Who Wants the Blue Collar Vote?

What a sight to see! Otherwise dignified leaders of the Republican Party establishment, the likes of Mitt Romney, Lindsey Graham and Jeb Bush, almost literally holding their noses to either endorse or at least announce publicly they’re voting for the one guy in the Republican presidential field even more crazy and dangerous than Donald Trump–Ted Cruz.

It makes one wonder why these mewling puppets of the nation’s ruling class are so willing to demonstrably humiliate themselves in this way. I trust it is not because they hold any genuine moral disgust toward Donald Trump, who remains on a fast track to winning the number of delegates needed to secure the Republican presidential nomination, no matter how much he is deserving of it.

A very good argument could be made that, in fact, Trump would fare better than Cruz in a general election against Democrat Hillary Clinton in November. So why are these establishment Republicans so adamant to stop Trump?
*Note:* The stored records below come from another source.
//! Engine and panel configuration
//!
//! Everything the engine needs is passed in explicitly; there are no
//! built-in device rosters. `PanelConfig` bundles the link, engine tuning
//! and the roster an adapter layer exposes, and round-trips through JSON.

use serde::{Deserialize, Serialize};
use std::collections::BTreeMap;
use std::fs;
use std::path::Path;
use std::time::Duration;
use thiserror::Error;

use crate::protocol::{
    DEFAULT_BAUD_RATE, DEFAULT_READ_TIMEOUT_MS, DEFAULT_REPLY_TIMEOUT_MS, MAX_LINE_LENGTH,
};

/// Errors loading or saving configuration
#[derive(Error, Debug)]
pub enum ConfigError {
    /// Config file could not be read
    #[error("Failed to read config {path}: {source}")]
    Read {
        /// File that was opened
        path: String,
        /// Underlying I/O failure
        source: std::io::Error,
    },

    /// Config file could not be written
    #[error("Failed to write config {path}: {source}")]
    Write {
        /// File that was written
        path: String,
        /// Underlying I/O failure
        source: std::io::Error,
    },

    /// JSON did not match the config layout
    #[error("Invalid config: {0}")]
    Parse(#[from] serde_json::Error),
}

/// Timing and framing knobs for the protocol engine
#[derive(Debug, Clone, PartialEq, Eq, Serialize, Deserialize)]
#[serde(default)]
pub struct EngineConfig {
    /// Transport read timeout; bounds how long `close` waits for the reader
    pub read_timeout_ms: u64,
    /// How long a query waits for its reply
    pub reply_timeout_ms: u64,
    /// Frames longer than this without a CR are cut
    pub max_line_length: usize,
    /// Re-dispatch `^G` results as load change events (level 99 or 0)
    pub bulk_load_events: bool,
}

impl Default for EngineConfig {
    fn default() -> Self {
        Self {
            read_timeout_ms: DEFAULT_READ_TIMEOUT_MS,
            reply_timeout_ms: DEFAULT_REPLY_TIMEOUT_MS,
            max_line_length: MAX_LINE_LENGTH,
            bulk_load_events: true,
        }
    }
}

impl EngineConfig {
    /// Read timeout, never zero
    pub fn read_timeout(&self) -> Duration {
        Duration::from_millis(self.read_timeout_ms.max(1))
    }

    /// How long queries wait for an answer
    pub fn reply_timeout(&self) -> Duration {
        Duration::from_millis(self.reply_timeout_ms)
    }
}

/// Serial link settings
#[derive(Debug, Clone, PartialEq, Eq, Serialize, Deserialize)]
#[serde(default)]
pub struct LinkConfig {
    /// Serial port name (e.g., "/dev/ttyUSB0" or "COM3")
    pub port_name: String,
    /// Panels ship at 19200
    pub baud_rate: u32,
}

impl Default for LinkConfig {
    fn default() -> Self {
        Self {
            port_name: String::new(),
            baud_rate: DEFAULT_BAUD_RATE,
        }
    }
}

/// Devices an adapter layer exposes
#[derive(Debug, Clone, PartialEq, Eq, Serialize, Deserialize)]
#[serde(default)]
pub struct DeviceRoster {
    /// Load numbers to expose
    pub loads: Vec<u16>,
    /// Switch numbers to expose
    pub switches: Vec<u16>,
    /// Scene number to display name
    pub scenes: BTreeMap<u16, String>,
    /// Devices whose name starts with any of these prefixes are skipped
    pub exclude_names: Vec<String>,
}

impl Default for DeviceRoster {
    fn default() -> Self {
        Self {
            loads: (1..=48).collect(),
            switches: (1..=96).collect(),
            scenes: BTreeMap::new(),
            exclude_names: Vec::new(),
        }
    }
}

impl DeviceRoster {
    /// Default name for a load, e.g. "L001"
    pub fn load_name(id: u16) -> String {
        format!("L{:03}", id)
    }

    /// Default name for a switch, e.g. "SW001"
    pub fn switch_name(id: u16) -> String {
        format!("SW{:03}", id)
    }

    /// Configured scene name, or "SC001" style when unnamed
    pub fn scene_name(&self, id: u16) -> String {
        self.scenes
            .get(&id)
            .cloned()
            .unwrap_or_else(|| format!("SC{:03}", id))
    }

    /// Check a device name against the exclusion prefixes
    pub fn is_ignored(&self, name: &str) -> bool {
        self.exclude_names
            .iter()
            .any(|prefix| name.starts_with(prefix.as_str()))
    }

    /// Loads whose default name is not excluded
    pub fn active_loads(&self) -> Vec<u16> {
        self.loads
            .iter()
            .copied()
            .filter(|&id| !self.is_ignored(&Self::load_name(id)))
            .collect()
    }

    /// Switches whose default name is not excluded
    pub fn active_switches(&self) -> Vec<u16> {
        self.switches
            .iter()
            .copied()
            .filter(|&id| !self.is_ignored(&Self::switch_name(id)))
            .collect()
    }

    /// Scenes whose name is not excluded, with their names
    pub fn active_scenes(&self) -> Vec<(u16, String)> {
        self.scenes
            .iter()
            .filter(|(_, name)| !self.is_ignored(name))
            .map(|(&id, name)| (id, name.clone()))
            .collect()
    }
}

/// Complete configuration for one panel link
#[derive(Debug, Clone, Default, PartialEq, Eq, Serialize, Deserialize)]
#[serde(default)]
pub struct PanelConfig {
    /// Where the panel is attached
    pub link: LinkConfig,
    /// Engine timing and framing
    pub engine: EngineConfig,
    /// Devices to expose
    pub roster: DeviceRoster,
}

impl PanelConfig {
    /// Load from a JSON file; missing fields take their defaults
    pub fn from_file<P: AsRef<Path>>(path: P) -> Result<Self, ConfigError> {
        let path = path.as_ref();
        let content = fs::read_to_string(path).map_err(|source| ConfigError::Read {
            path: path.display().to_string(),
            source,
        })?;
        Self::from_json(&content)
    }

    /// Parse from a JSON string
    pub fn from_json(content: &str) -> Result<Self, ConfigError> {
        Ok(serde_json::from_str(content)?)
    }

    /// Save as pretty-printed JSON
    pub fn save<P: AsRef<Path>>(&self, path: P) -> Result<(), ConfigError> {
        let path = path.as_ref();
        let content = serde_json::to_string_pretty(self)?;
        fs::write(path, content).map_err(|source| ConfigError::Write {
            path: path.display().to_string(),
            source,
        })
    }
}
//! All error types for the langgen crate.
//!
//! These are returned from all fallible operations (loading, validation,
//! rendering, file output).

use thiserror::Error;

#[derive(Error, Debug)]
pub enum Error {
    #[error("YAML parse error: {0}")]
    Parse(#[from] serde_yaml::Error),

    #[error("I/O error: {0}")]
    Io(#[from] std::io::Error),

    #[error("missing key `{key}` in `{section}`")]
    MissingKey { section: &'static str, key: String },

    #[error("invalid document: {0}")]
    InvalidDocument(String),

    #[error("invalid data: {0}")]
    DataMismatch(String),
}

impl Error {
    /// Creates a schema error for a canonical key absent from a sub-mapping.
    pub fn missing_key(section: &'static str, key: impl Into<String>) -> Self {
        Error::MissingKey {
            section,
            key: key.into(),
        }
    }

    /// Creates an error for a document that does not have the expected shape.
    pub fn invalid_document(message: impl Into<String>) -> Self {
        Error::InvalidDocument(message.into())
    }

    /// Creates an error for a value of an unexpected type.
    pub fn data_mismatch(message: impl Into<String>) -> Self {
        Error::DataMismatch(message.into())
    }
}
An explanation comes from considering not Trump, himself, but his impassioned electoral base. Here’s where the problem really exists for the ruling class. While there is a distinctly racist element to this constituency, it is also marked by other things, most importantly anger and frustration over the failure of their leaders to return them to any measure of the economic gains they’d achieved prior to the Great Recession.

There are deeply troubling statistics showing that the U.S. is at the flat bottom among developed nations in the percentage of the national wealth that’s in the hands of its middle class. The rich are getting richer, faster now than ever before. It’s definitely a state of affairs that no establishment Republican wants to see upended, but fears a national revolt could.

Of course, Trump’s solutions to his constituency are largely nationalistic and xenophobic with patently unachievable proposed solutions. On the other hand, he has also pointed his hoary finger at Wall Street and the ability of multinational corporations to continually get the upper hand through legislation in Washington and trade deals to their advantage.

In other words, Trump is sitting on top of an unprecedented social powder keg that could blow the fortunes of the ruling class to smithereens. Ironically enough, so is Bernie Sanders, the ostensible opposite of Trump but appealing to more rational, doable and equitable remedies for the middle class.

The Democrats, including Hillary Clinton, should be thanking their lucky stars for Sanders and his ability to turn the same middle class rage that is animating the Trump campaign into a better Democratic direction.

An argument made by Thomas Frank in his book, Listen, Liberal!, claims that the Democratic Party in recent decades abandoned its historic blue collar base in favor of a more upscale, whiter collar technocratic electorate, creating a vacuum that now accounts for much of the Trump phenomenon, and could undo the Democrats in November.

There are a lot of reasons for this, not the least of which has been, in my view, the ruling class’ social engineering since the early 1970s with a dystopian, cynical and self-centered “post-modern” mindset in the core fabric of our national culture. It has represented a form of class warfare in itself, arising from the proto-fascist theorems of the “New Age” philosophies directed against the “solidarity” of the labor movement and its traditional alliances with the FDR-brand of Democratic Party.

This new paradigm repudiates any notion of legitimate economic class distinctions, and Democrats since the 1980s have fallen for it. Among other things it has undermined an ability to address the economic roots of many of the nation’s and planet’s most challenging foreign policy problems.

The singular menace represented by the “neo-conservative” zeal to break up and impose a unilateral “democratic” solutions in the Middle East under George W. Bush, was substituted in place of a sober recognition of economic, not merely cultural or religious, causes for conflict.

The ferment now roiling the Middle East, Europe and the U.S., alike, all have at their root the global ruling class’ engineered efforts to alienate and separate, by enfranchising cult-driven religious extremism, for example, serious political commitments from core economic realities.